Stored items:
use std::collections::BTreeMap;

use serde_json::Value;

use crate::FieldMarkup;
use crate::FieldMeta;
use crate::FieldType;
use crate::Item;
use crate::Post;
use crate::ViewData;
use crate::html::strip_whitespace;
use crate::site::Content;
use crate::value::is_falsy;
use crate::value::is_truthy;
use crate::view_markup::OBJECT_ID_TOKEN;
use crate::view_markup::field_token;

/// One view bound to one data object and a skeleton.
pub struct AcfView<'a, S: Content + ?Sized> {
	view: &'a ViewData,
	post: Post<'a, S>,
	markup: FieldMarkup<'a, S>,
	html: String,
}

impl<'a, S: Content + ?Sized> AcfView<'a, S> {
	pub fn new(
		view: &'a ViewData,
		post: Post<'a, S>,
		markup: FieldMarkup<'a, S>,
		skeleton: String,
	) -> Self {
		Self {
			view,
			post,
			markup,
			html: skeleton,
		}
	}

	/// Substitute every item into the skeleton, then the object id. Returns
	/// the value used for each local field id.
	pub fn insert_fields(&mut self, is_minify: bool) -> BTreeMap<String, Value> {
		if is_minify {
			// before insertion, so field values keep their whitespace
			self.html = strip_whitespace(&self.html);
		}

		let view = self.view;
		let mut field_values = BTreeMap::new();

		for item in &view.items {
			let Some(meta) = view.field_meta(&item.field) else {
				continue;
			};

			let is_without_formatting = meta.field_type().is_some_and(FieldType::is_date);
			let mut value = self.post.field_value(meta.field_id(), is_without_formatting);
			if is_falsy(&value) {
				value = Value::from(item.field.default_value.clone());
			}

			field_values.insert(item.field.id.clone(), value.clone());

			self.insert_field(meta, item, value);
		}

		self.html = self
			.html
			.replace(OBJECT_ID_TOKEN, &self.post.id().to_string());

		field_values
	}

	fn insert_field(&mut self, meta: &FieldMeta, item: &Item, value: Value) {
		// repeater and group items aren't rendered directly
		if meta.field_type().is_some_and(FieldType::is_layout) {
			return;
		}

		let is_visible = is_truthy(&value)
			|| item.field.is_visible_when_empty
			|| meta.is_type(FieldType::TrueFalse);

		let field_markup = if is_visible {
			self.markup
				.render(meta, &item.field, value, self.view.id)
		} else {
			String::new()
		};

		self.html = inject_field(
			&field_token(&item.field.id),
			&field_markup,
			&self.html,
			!is_visible,
		);
	}

	pub fn html(&self) -> &str {
		&self.html
	}

	pub fn into_html(self) -> String {
		self.html
	}
}

/// Replace the region between the first and last `<!--$id$-->` marker.
/// The region is dropped when `is_remove` is set, otherwise the `$id$`
/// token inside it is replaced with `field_markup`. Without a marker pair
/// the markup is returned unchanged.
pub fn inject_field(token: &str, field_markup: &str, markup: &str, is_remove: bool) -> String {
	let marker = format!("<!--{token}-->");

	let (Some(start), Some(last)) = (markup.find(&marker), markup.rfind(&marker)) else {
		return markup.to_string();
	};

	if last == start {
		return markup.to_string();
	}

	let end = last + marker.len();
	let inner = &markup[start + marker.len()..last];
	let replacement = if is_remove {
		String::new()
	} else {
		inner.replace(token, field_markup)
	};

	format!("{}{replacement}{}", &markup[..start], &markup[end..])
}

• What is required:
Search the data above for the word "ViewData" and show every line that has it.

• Written answer:
use crate::ViewData;
	view: &'a ViewData,
		view: &'a ViewData,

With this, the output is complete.